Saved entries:

════

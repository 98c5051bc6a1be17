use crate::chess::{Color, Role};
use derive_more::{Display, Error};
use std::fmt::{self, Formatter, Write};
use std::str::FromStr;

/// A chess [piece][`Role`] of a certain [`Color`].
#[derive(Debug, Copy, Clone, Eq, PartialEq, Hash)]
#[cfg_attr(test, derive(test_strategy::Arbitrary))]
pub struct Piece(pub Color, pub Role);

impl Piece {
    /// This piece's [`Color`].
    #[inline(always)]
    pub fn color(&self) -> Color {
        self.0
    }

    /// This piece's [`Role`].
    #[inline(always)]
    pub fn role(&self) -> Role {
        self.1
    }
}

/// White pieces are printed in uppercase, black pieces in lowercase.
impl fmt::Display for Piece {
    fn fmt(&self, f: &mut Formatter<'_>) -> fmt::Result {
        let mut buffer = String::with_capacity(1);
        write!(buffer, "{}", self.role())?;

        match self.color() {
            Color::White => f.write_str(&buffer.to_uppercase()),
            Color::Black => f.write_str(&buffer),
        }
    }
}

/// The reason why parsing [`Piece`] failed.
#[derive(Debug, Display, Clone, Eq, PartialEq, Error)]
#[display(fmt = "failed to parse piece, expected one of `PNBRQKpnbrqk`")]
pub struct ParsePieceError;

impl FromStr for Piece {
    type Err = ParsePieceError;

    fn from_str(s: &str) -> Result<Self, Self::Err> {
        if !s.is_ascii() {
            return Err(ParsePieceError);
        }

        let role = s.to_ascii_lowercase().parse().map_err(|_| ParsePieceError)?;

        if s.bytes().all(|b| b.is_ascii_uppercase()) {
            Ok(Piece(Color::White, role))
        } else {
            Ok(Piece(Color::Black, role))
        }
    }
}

════

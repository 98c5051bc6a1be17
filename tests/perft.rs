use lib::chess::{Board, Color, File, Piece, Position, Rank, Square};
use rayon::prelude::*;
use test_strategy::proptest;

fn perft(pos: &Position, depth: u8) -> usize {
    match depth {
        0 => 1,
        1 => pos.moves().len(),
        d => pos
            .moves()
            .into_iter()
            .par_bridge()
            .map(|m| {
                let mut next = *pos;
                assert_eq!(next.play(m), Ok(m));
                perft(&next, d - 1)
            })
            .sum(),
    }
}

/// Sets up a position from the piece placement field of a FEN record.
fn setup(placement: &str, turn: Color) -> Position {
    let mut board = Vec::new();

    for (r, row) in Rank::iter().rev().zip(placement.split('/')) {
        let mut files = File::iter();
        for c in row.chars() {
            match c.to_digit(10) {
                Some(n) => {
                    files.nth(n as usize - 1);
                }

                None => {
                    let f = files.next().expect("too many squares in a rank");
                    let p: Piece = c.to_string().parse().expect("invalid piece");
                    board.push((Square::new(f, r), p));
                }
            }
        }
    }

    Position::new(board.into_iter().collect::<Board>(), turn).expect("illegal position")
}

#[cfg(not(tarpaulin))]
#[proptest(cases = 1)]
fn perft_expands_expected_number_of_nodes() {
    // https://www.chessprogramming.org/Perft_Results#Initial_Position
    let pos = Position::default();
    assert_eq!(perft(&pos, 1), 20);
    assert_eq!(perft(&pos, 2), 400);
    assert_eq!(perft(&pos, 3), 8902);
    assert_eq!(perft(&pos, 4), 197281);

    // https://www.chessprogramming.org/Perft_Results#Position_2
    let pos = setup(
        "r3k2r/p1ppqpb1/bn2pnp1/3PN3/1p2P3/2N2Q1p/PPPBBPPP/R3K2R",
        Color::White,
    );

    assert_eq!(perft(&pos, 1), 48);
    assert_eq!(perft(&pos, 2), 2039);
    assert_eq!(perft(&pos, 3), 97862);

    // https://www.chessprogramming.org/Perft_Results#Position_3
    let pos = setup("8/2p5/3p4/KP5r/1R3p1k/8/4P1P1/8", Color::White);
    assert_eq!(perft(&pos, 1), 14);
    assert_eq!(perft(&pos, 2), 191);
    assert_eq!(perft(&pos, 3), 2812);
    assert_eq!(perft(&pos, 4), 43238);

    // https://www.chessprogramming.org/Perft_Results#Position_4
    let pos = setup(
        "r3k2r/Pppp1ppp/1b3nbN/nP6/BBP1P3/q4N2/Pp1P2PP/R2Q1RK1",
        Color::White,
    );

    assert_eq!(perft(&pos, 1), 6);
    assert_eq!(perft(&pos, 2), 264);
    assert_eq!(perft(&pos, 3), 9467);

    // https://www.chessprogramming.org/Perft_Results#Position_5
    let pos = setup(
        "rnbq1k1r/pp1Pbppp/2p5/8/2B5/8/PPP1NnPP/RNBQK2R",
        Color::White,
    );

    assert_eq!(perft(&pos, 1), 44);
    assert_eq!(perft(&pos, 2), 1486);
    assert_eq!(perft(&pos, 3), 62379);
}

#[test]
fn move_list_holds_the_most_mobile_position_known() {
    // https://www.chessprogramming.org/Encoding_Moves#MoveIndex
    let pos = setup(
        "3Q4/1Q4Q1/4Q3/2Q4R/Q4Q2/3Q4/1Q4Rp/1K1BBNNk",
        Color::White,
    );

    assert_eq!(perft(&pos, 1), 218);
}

════

- _About this task_:
Which lines of the records hold the string "buffer"? Copy each one.

- _Answer for the task_:
        let mut buffer = String::with_capacity(1);
        write!(buffer, "{}", self.role())?;
            Color::White => f.write_str(&buffer.to_uppercase()),
            Color::Black => f.write_str(&buffer),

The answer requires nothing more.